For younger readers, I'll explain this archaic concept. It worked like this: The child or children in the house -- as long as they were over age 4 or so -- went to the door, opened it, and ... went outside. They braved the neighborhood pedophile just waiting to pounce, the rusty nails just waiting to be stepped on, the trees just waiting to be fallen out of, and they "played."
"Play," incidentally, is a mysterious activity children engage in when not compelled to spend every hour under adult supervision, taking soccer or piano lessons or practicing vocabulary words with computerized flashcards...
...today, for most middle-class American children, "going out to play" has gone the way of the dodo, the typewriter and the eight-track tape. From 1981 to 1997, for instance, University of Michigan time-use studies show that 3- to 5-year-olds lost an average of 501 minutes of unstructured playtime each week; 6- to 8-year-olds lost an average of 228 minutes. (On the other hand, kids now do more organized activities and have more homework, the lucky devils!) And forget about walking to school alone. Today's kids don't walk much at all (adding to the childhood obesity problem).

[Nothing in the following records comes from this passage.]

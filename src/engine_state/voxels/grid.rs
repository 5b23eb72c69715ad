//! # Voxel Grid Module
//!
//! The single, fixed-extent world grid: one tile code per cell plus a
//! parallel skylight grid that is one cell larger on every axis so that
//! corner-light sampling at the far edges never leaves the array.
//!
//! Coordinates are `(x, y, z)` with `y` growing downward. Any coordinate
//! outside the extents is "out of world": it reads as [`OPEN`], is never
//! solid, and writes to it are ignored.

use cgmath::Point3;

use super::block::{
    block_type::{BlockType, OPEN},
    TileCode,
};

/// Extents of the grid in blocks.
#[derive(Debug, Clone, Copy, PartialEq, Eq)]
pub struct WorldDimensions {
    /// Number of cells along `x`
    pub width: usize,
    /// Number of cells along `y`
    pub height: usize,
    /// Number of cells along `z`
    pub depth: usize,
}

impl WorldDimensions {
    /// Creates a new set of extents.
    pub const fn new(width: usize, height: usize, depth: usize) -> Self {
        Self {
            width,
            height,
            depth,
        }
    }

    /// Total number of cells.
    pub fn cell_count(&self) -> usize {
        self.width * self.height * self.depth
    }
}

/// A mutable 3D array of tile codes with a parallel skylight array.
///
/// Storage is `tiles[z][y][x]` flattened into a single vector.
#[derive(Debug, Clone)]
pub struct VoxelGrid {
    dimensions: WorldDimensions,
    tiles: Vec<TileCode>,
    skylight: Vec<u8>,
}

impl VoxelGrid {
    /// Creates a grid filled with [`OPEN`] and zero skylight.
    pub fn new(dimensions: WorldDimensions) -> Self {
        let light_cells = (dimensions.width + 1) * (dimensions.height + 1) * (dimensions.depth + 1);
        Self {
            dimensions,
            tiles: vec![OPEN; dimensions.cell_count()],
            skylight: vec![0; light_cells],
        }
    }

    /// The grid extents.
    pub fn dimensions(&self) -> WorldDimensions {
        self.dimensions
    }

    /// Whether the coordinate names a cell owned by the grid.
    pub fn in_bounds(&self, x: i32, y: i32, z: i32) -> bool {
        x >= 0
            && y >= 0
            && z >= 0
            && (x as usize) < self.dimensions.width
            && (y as usize) < self.dimensions.height
            && (z as usize) < self.dimensions.depth
    }

    fn tile_index(&self, x: i32, y: i32, z: i32) -> Option<usize> {
        if !self.in_bounds(x, y, z) {
            return None;
        }
        let (x, y, z) = (x as usize, y as usize, z as usize);
        Some(x + self.dimensions.width * (y + self.dimensions.height * z))
    }

    fn light_index(&self, x: i32, y: i32, z: i32) -> Option<usize> {
        let (w, h, d) = (
            self.dimensions.width + 1,
            self.dimensions.height + 1,
            self.dimensions.depth + 1,
        );
        if x < 0 || y < 0 || z < 0 || x as usize >= w || y as usize >= h || z as usize >= d {
            return None;
        }
        let (x, y, z) = (x as usize, y as usize, z as usize);
        Some(x + w * (y + h * z))
    }

    /// Reads the tile code at a coordinate, [`OPEN`] when out of world.
    pub fn get(&self, x: i32, y: i32, z: i32) -> TileCode {
        match self.tile_index(x, y, z) {
            Some(index) => self.tiles[index],
            None => OPEN,
        }
    }

    /// Reads the tile code at a grid point.
    pub fn get_at(&self, position: Point3<i32>) -> TileCode {
        self.get(position.x, position.y, position.z)
    }

    /// Writes a tile code.
    ///
    /// # Returns
    /// `false` when the coordinate is out of world and nothing was written.
    pub fn set(&mut self, x: i32, y: i32, z: i32, code: TileCode) -> bool {
        match self.tile_index(x, y, z) {
            Some(index) => {
                self.tiles[index] = code;
                true
            }
            None => false,
        }
    }

    /// Writes a tile code at a grid point.
    pub fn set_at(&mut self, position: Point3<i32>, code: TileCode) -> bool {
        self.set(position.x, position.y, position.z, code)
    }

    /// Whether the cell is in world and holds a solid tile.
    pub fn is_solid(&self, x: i32, y: i32, z: i32) -> bool {
        self.in_bounds(x, y, z) && BlockType::is_solid_code(self.get(x, y, z))
    }

    /// Skylight intensity (0-15). The light grid extends one cell past the
    /// tile grid on the high side of each axis; anything beyond reads 0.
    pub fn skylight(&self, x: i32, y: i32, z: i32) -> u8 {
        match self.light_index(x, y, z) {
            Some(index) => self.skylight[index],
            None => 0,
        }
    }

    /// Sets the skylight of an in-world cell. Out-of-world writes are ignored.
    pub fn set_skylight(&mut self, x: i32, y: i32, z: i32, light: u8) {
        if !self.in_bounds(x, y, z) {
            return;
        }
        if let Some(index) = self.light_index(x, y, z) {
            self.skylight[index] = light;
        }
    }

    /// Resets every cell to [`OPEN`] with no light.
    #[cfg(test)]
    pub fn clear(&mut self) {
        self.tiles.fill(OPEN);
        self.skylight.fill(0);
    }

    /// Counts the cells holding a given tile code.
    pub fn count(&self, code: TileCode) -> usize {
        self.tiles.iter().filter(|&&tile| tile == code).count()
    }
}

Increasingly, American children are in a lose-lose situation. They're forced, prematurely, to do all the un-fun kinds of things adults do (Be over-scheduled! Have no downtime! Study! Work!). But they don't get any of the privileges of adult life: autonomy, the ability to make their own choices, use their own judgment, maybe even get interestingly lost now and then.
Somehow, we've managed to turn childhood into a long, hard slog.
She's so right. I remember my mom making me go outside when we lived on the North Platte River in Wyoming. Sometimes we would follow the river upstream for hours, climbing in the cottonwoods on the bank, playing in the mud, studying the plants and animals. We were not allowed to go in the river or drink from it, so we didn't. (Somehow my mom knew both times we did either--although finding a dead cow in the water just upstream from the drink was a very powerful deterrent.) I did not give my children that much freedom until it was too late for them to know how to take advantage of it. I see many children who would have no time in their dayplanner for such adventures. I wonder what the cultural consequences will be.